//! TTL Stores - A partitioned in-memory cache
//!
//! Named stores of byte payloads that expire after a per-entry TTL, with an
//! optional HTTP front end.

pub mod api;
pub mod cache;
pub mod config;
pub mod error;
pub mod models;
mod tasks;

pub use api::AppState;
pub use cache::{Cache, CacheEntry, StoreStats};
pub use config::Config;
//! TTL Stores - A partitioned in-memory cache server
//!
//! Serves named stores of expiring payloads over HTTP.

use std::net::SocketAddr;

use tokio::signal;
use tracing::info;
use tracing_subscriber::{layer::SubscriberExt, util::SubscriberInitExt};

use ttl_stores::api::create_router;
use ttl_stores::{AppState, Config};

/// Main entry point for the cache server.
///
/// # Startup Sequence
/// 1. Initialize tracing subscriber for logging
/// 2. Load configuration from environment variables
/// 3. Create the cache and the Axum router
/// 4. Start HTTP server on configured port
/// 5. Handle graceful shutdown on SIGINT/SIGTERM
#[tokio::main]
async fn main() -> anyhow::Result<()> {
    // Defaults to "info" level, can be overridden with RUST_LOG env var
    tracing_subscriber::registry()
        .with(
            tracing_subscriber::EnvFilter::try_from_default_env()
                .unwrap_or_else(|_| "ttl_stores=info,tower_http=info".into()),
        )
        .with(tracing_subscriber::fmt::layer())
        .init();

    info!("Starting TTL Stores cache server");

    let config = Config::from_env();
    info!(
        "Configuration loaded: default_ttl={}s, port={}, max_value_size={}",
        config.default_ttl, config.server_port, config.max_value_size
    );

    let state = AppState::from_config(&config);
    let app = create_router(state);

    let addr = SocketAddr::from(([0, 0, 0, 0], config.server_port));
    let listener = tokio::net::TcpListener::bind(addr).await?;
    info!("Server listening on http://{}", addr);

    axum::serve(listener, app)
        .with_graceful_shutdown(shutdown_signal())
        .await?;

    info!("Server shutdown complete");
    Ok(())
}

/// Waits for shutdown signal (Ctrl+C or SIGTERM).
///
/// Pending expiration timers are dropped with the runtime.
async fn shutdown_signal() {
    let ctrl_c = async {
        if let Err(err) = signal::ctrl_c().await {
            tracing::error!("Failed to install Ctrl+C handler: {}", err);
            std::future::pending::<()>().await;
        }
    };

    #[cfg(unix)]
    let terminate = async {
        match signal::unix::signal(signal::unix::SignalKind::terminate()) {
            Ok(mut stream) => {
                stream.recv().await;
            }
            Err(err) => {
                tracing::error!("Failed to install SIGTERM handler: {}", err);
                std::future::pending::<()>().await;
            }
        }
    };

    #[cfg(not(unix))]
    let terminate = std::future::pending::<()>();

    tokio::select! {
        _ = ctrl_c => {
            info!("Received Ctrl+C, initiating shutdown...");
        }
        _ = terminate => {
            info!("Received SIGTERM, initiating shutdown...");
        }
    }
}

◇ ◇ ◇ ◇ ◇

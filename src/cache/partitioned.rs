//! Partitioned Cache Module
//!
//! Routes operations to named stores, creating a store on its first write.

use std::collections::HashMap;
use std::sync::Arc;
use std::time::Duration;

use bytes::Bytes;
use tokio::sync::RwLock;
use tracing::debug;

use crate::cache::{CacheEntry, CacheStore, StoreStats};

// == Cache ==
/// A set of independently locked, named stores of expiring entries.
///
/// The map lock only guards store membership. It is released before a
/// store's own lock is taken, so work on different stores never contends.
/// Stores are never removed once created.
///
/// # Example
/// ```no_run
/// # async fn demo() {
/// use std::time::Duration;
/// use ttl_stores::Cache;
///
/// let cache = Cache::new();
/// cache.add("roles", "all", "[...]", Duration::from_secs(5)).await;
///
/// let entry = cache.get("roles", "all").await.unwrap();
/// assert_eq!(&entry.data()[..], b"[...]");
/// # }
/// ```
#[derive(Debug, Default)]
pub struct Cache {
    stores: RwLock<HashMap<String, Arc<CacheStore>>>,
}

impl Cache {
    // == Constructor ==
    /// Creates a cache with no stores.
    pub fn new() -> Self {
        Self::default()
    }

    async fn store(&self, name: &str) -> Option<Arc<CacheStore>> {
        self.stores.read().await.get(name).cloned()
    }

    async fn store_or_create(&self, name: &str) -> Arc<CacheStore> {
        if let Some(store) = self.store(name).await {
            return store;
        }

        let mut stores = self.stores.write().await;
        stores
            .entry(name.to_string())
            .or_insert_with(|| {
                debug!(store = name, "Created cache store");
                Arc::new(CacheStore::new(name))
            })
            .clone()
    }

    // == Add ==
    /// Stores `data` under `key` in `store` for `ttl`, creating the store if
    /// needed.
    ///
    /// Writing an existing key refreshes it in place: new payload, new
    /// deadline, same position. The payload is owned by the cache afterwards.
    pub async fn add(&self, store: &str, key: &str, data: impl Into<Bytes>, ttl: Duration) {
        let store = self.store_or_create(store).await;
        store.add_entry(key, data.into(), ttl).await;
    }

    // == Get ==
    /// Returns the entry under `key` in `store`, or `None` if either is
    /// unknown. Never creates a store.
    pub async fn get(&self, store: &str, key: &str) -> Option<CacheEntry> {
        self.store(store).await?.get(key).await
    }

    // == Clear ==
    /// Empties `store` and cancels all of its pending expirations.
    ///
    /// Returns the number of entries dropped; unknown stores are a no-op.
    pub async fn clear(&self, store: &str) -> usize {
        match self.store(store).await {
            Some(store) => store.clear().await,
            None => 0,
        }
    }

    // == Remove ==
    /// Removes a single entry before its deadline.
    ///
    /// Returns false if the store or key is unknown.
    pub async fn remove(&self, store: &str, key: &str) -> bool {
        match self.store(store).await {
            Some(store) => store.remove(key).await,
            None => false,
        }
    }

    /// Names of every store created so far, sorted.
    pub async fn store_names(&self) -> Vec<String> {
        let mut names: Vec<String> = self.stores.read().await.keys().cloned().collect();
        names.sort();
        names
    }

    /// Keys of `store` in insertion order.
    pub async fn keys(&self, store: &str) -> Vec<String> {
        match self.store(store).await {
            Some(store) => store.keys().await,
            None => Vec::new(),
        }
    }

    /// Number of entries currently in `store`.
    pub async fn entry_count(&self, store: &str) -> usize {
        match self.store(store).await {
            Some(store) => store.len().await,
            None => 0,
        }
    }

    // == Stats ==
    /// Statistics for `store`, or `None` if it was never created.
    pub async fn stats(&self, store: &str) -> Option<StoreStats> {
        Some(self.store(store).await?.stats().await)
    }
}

◇ ◇ ◇ ◇ ◇

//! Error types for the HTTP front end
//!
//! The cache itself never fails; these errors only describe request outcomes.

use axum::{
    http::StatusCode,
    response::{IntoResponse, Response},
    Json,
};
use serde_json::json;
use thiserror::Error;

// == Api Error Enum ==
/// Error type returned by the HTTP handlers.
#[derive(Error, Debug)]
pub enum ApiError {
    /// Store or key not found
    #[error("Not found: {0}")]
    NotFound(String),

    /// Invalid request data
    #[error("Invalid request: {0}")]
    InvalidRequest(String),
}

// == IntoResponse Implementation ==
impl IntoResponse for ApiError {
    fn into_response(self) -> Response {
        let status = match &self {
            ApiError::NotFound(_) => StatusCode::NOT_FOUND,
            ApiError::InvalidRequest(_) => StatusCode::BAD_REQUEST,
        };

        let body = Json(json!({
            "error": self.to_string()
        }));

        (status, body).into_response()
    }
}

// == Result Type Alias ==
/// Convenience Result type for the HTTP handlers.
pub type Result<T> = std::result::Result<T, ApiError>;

◇ ◇ ◇ ◇ ◇

WHAT IS REQUIRED> The result should be every line that contains "Failed", copied from the entries.

OUTPUT FOR THIS TASK>
            tracing::error!("Failed to install Ctrl+C handler: {}", err);
                tracing::error!("Failed to install SIGTERM handler: {}", err);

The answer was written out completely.